Yesterday was a long day for Lupe Fiasco given the whole set of Twitter exchanges with Chief Keef. The situation seemed to take its toll on Lupe and give him one more reason to further his talks of retirement.
Before moving forward, let’s get one thing straight: Lupe knows how to tug at the heartstrings of fans and media. Yes, he’s failed at it over the course of recent years, resulting in many turning their backs and sticking their fingers in their ears to ignore his off-the-wall talk and self-righteous behavior. With the Chief chaos and the media swirl surrounding his music, Lupe’s milking it as he very well should, playing off the sympathies and tired feelings of fans. But now fans are listening again because he’s making sense. He’s speaking for the people again versus previously speaking to them or just to hear himself talk.
At a certain point, the shit – shit, here, being the certain aspect of music and the artists being pushed on the plate in front us, not Lupe – starts getting old. For every get-rich-quick scheme for artists that labels try to hit us off with, there are dozens of artists languishing below the sight of audiences who hunger for their music. Yeah, blogs can do a little and fans can do a lot with word of mouth, but nothing can replace the power of the machine putting mucho dinero behind an artist and plastering their music across media outlets; capturing those high dollar features and production that would be otherwise unattainable; and all the other rigamarole we’ve come to know as music today.
Dear rap Jesus, we need a commission. Or a rap board. Or maybe just a little honesty from the current gatekeepers and larger media outlets to stop supporting wack shit or having the cojones to call artists out when they do monkey shit, word to Pimp C.
I applaud Lu for caring, but carrying the weight of Chicago and all things righteous is the equivalent of having an anvil placed on each shoulder, ultimately sinking him into the ground. The stress and sadness he speaks of aren’t the kind for show, at least not in my opinion. And they could very well kill him… if Chief Keef doesn’t first (lol?).
At a certain point, it would be good to see a Kanye or Common take a break from Hawaii, Hollywood or wherever they may be and speak up. They’ve played a prominent role in bringing Chicago’s music into the nation’s consciousness, and we could all benefit from hearing their stance. As it stands, the most we know from Kanye is that he likes Keef’s music – even though Keef seems not to like him.

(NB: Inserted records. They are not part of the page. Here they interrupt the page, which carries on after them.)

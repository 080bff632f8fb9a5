//! # Graph Analytics
//!
//! Command-line front end for the `bsp-graph` engine. Loads a Matrix Market
//! graph, runs one Graphalytics kernel and prints one `id value` line per
//! vertex.
//!
//! ## Quick Start
//! ```bash
//! cargo run --release -- bfs graph.mtx 1
//! cargo run --release -- --threads 8 pagerank graph.mtx 20 0.85 ranks.txt
//! ```

// =============================================================================
// MODULE DECLARATIONS
// =============================================================================

/// Configuration management
mod config;

// =============================================================================
// IMPORTS
// =============================================================================
use std::path::{Path, PathBuf};
use std::sync::Arc;
use std::time::Instant;

use anyhow::{Context, Result};
use clap::{Parser, Subcommand};
use tracing::{error, info};
use tracing_subscriber::{EnvFilter, FmtSubscriber};

use bsp_graph::{
    load_matrix_market, write_output_to, Algorithm, LccConfig, PageRankConfig, PregelError,
    PregelRuntime, Topology, VertexId, DEFAULT_DAMPING_FACTOR,
};

use crate::config::Config;

// =============================================================================
// CLI ARGUMENTS
// =============================================================================
/// # Rust Concept: Subcommands with Clap
///
/// Each enum variant of [`Command`] becomes a subcommand with its own
/// positional arguments. Options marked `global = true` may appear before
/// or after the subcommand name.
#[derive(Parser, Debug)]
#[command(
    name = "graph-analytics",
    version,
    about = "Run Graphalytics kernels on a Matrix Market graph",
    long_about = r#"
Graph Analytics - bulk-synchronous graph kernels

Loads a Matrix Market coordinate file and runs one algorithm on it. Vertex
ids on the command line and in the output are 1-based. Results go to the
output file, or to stdout when it is omitted or "-". Logs go to stderr.

EXAMPLES:
  # Depth of every vertex from vertex 1
  graph-analytics bfs graph.mtx 1

  # 20 PageRank iterations with damping 0.85, written to a file
  graph-analytics pagerank graph.mtx 20 0.85 ranks.txt

  # Components on 8 threads and 64 partitions
  graph-analytics --threads 8 --partitions 64 wcc graph.mtx
"#
)]
struct Args {
    #[command(subcommand)]
    command: Command,

    /// Worker threads (overrides BSP_THREADS)
    #[arg(short = 't', long, global = true, help = "Worker threads")]
    threads: Option<usize>,

    /// Vertex partitions (overrides BSP_PARTITIONS)
    #[arg(short = 'p', long, global = true, help = "Number of vertex partitions")]
    partitions: Option<usize>,

    /// Superstep limit for convergence runs (overrides BSP_MAX_SUPERSTEPS)
    #[arg(long, global = true, help = "Superstep limit for convergence runs")]
    max_supersteps: Option<usize>,

    /// JSON engine configuration file
    #[arg(
        long,
        global = true,
        value_name = "JSON",
        help = "JSON engine configuration file"
    )]
    engine_config: Option<PathBuf>,

    /// Verbose output (debug logging, per-superstep traces)
    #[arg(
        short = 'v',
        long = "verbose",
        global = true,
        help = "Enable verbose/debug logging",
        default_value = "false"
    )]
    verbose: bool,
}

#[derive(Subcommand, Debug, PartialEq)]
enum Command {
    /// Breadth-first search depths from a source vertex
    Bfs {
        graph: PathBuf,
        source: u64,
        output: Option<PathBuf>,
    },

    /// Single-source shortest path distances
    Sssp {
        graph: PathBuf,
        source: u64,
        output: Option<PathBuf>,
    },

    /// Weakly connected components
    Wcc {
        graph: PathBuf,
        output: Option<PathBuf>,
    },

    /// Community detection by label propagation
    Cdlp {
        graph: PathBuf,
        iterations: usize,
        output: Option<PathBuf>,
    },

    /// PageRank
    #[command(name = "pagerank")]
    PageRank {
        graph: PathBuf,
        iterations: usize,
        damping: Option<f64>,
        output: Option<PathBuf>,
    },

    /// Local clustering coefficient
    Lcc {
        graph: PathBuf,
        output: Option<PathBuf>,

        /// Neighbor sets larger than this also get a bitmap (overrides
        /// LCC_BITMAP_THRESHOLD)
        #[arg(long)]
        bitmap_threshold: Option<usize>,
    },
}

impl Command {
    fn graph(&self) -> &Path {
        match self {
            Command::Bfs { graph, .. }
            | Command::Sssp { graph, .. }
            | Command::Wcc { graph, .. }
            | Command::Cdlp { graph, .. }
            | Command::PageRank { graph, .. }
            | Command::Lcc { graph, .. } => graph,
        }
    }

    /// Output path; `None` means stdout
    fn output(&self) -> Option<&Path> {
        let output = match self {
            Command::Bfs { output, .. }
            | Command::Sssp { output, .. }
            | Command::Wcc { output, .. }
            | Command::Cdlp { output, .. }
            | Command::PageRank { output, .. }
            | Command::Lcc { output, .. } => output.as_deref(),
        };
        output.filter(|path| path.as_os_str() != "-")
    }

    /// Resolve the parameters against the loaded graph
    fn algorithm(&self, topology: &Topology, config: &Config) -> Result<Algorithm, PregelError> {
        let source = |external: u64| {
            VertexId::from_external(external)
                .ok_or_else(|| PregelError::invalid_source(external, topology.vertex_count()))
        };

        Ok(match self {
            Command::Bfs { source: s, .. } => Algorithm::Bfs { source: source(*s)? },
            Command::Sssp { source: s, .. } => Algorithm::Sssp { source: source(*s)? },
            Command::Wcc { .. } => Algorithm::Wcc,
            Command::Cdlp { iterations, .. } => Algorithm::Cdlp {
                iterations: *iterations,
            },
            Command::PageRank {
                iterations,
                damping,
                ..
            } => Algorithm::PageRank(PageRankConfig {
                damping_factor: damping.unwrap_or(DEFAULT_DAMPING_FACTOR),
                iterations: *iterations,
            }),
            Command::Lcc {
                bitmap_threshold, ..
            } => Algorithm::Lcc(LccConfig {
                bitmap_threshold: bitmap_threshold.unwrap_or(config.bitmap_threshold),
            }),
        })
    }
}

// =============================================================================
// MAIN FUNCTION
// =============================================================================
/// # Rust Concept: The #[tokio::main] Attribute
///
/// The engine runs each phase on a blocking worker and awaits it under a
/// timeout, so `main` needs a Tokio runtime around it.
#[tokio::main]
async fn main() -> Result<()> {
    let args = Args::parse();

    let mut config = Config::from_env()?;
    init_logging(args.verbose, &config.log_level)?;

    if let Some(path) = &args.engine_config {
        config.merge_engine_file(path)?;
        info!(path = %path.display(), "Engine configuration loaded");
    }
    apply_overrides(&mut config, &args);
    config.validate()?;

    info!(
        threads = config.threads,
        partitions = config.partitions,
        max_supersteps = config.max_supersteps,
        "Configuration loaded"
    );

    if let Err(e) = run(&args, &config).await {
        error!(error = %e, "Run failed");
        return Err(e);
    }
    Ok(())
}

/// CLI flags win over the environment and the engine file
fn apply_overrides(config: &mut Config, args: &Args) {
    if let Some(threads) = args.threads {
        config.threads = threads;
    }
    if let Some(partitions) = args.partitions {
        config.partitions = partitions;
    }
    if let Some(max) = args.max_supersteps {
        config.max_supersteps = max;
    }
}

async fn run(args: &Args, config: &Config) -> Result<()> {
    let graph = args.command.graph();
    let topology = load_matrix_market(graph, config.partitions)
        .with_context(|| format!("Failed to load graph {}", graph.display()))?;

    let algorithm = args.command.algorithm(&topology, config)?;
    let runtime = PregelRuntime::with_config(config.pregel_config(args.verbose))?;

    let started = Instant::now();
    let output = algorithm
        .run(&runtime, Arc::new(topology))
        .await
        .with_context(|| format!("{} failed", algorithm.name()))?;
    info!(
        algorithm = algorithm.name(),
        elapsed = ?started.elapsed(),
        "Algorithm finished"
    );

    let target = args.command.output().unwrap_or(Path::new("-"));
    write_output_to(&output, target)
        .with_context(|| format!("Failed to write output to {}", target.display()))?;
    Ok(())
}

// =============================================================================
// LOGGING INITIALIZATION
// =============================================================================
/// Install a stderr subscriber; stdout carries the results.
///
/// `--verbose` forces debug level, otherwise `filter` (from `RUST_LOG`)
/// applies.
fn init_logging(verbose: bool, filter: &str) -> Result<()> {
    let filter = if verbose {
        EnvFilter::new("debug")
    } else {
        EnvFilter::try_new(filter).context("RUST_LOG is not a valid log filter")?
    };

    let subscriber = FmtSubscriber::builder()
        .with_env_filter(filter)
        .with_writer(std::io::stderr)
        .with_target(true)
        .with_thread_names(false)
        .with_file(false)
        .with_line_number(false)
        .finish();

    tracing::subscriber::set_global_default(subscriber)
        .map_err(|e| anyhow::anyhow!("Failed to set logging subscriber: {}", e))?;

    Ok(())
}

If they’re too busy, can we get Twista or any one of Chicago’s rap elders? Mikkey Halsted said he’s the common denominator between Kanye and Keef, so can he find a way mediate or to help Keef? At the end of the day, that’s what this is about, whether you agree or disagree. It’s not about rap. It’s not about rappers.
It’s about helping a kid. One kid who has a huge amount of sway among other youth in a city–no, the nation. Because this isn’t “a Chicago problem.” There’s a Keef in Little Rock, Dayton, Detroit, Fort Lauderdale, Nashville, New York and every other metropolitan area you can possibly name. And if teens can see another teen smarten up, they’re more likely to do the same. But somebody has to lead the way.
Anyway, during his Twitter moment yesterday, Lupe slipped out his long-awaited single “American Terrorist, Pt. 2 (Superheroes).” According to him, it’s unfinished and like so many of his peers, a work in progress.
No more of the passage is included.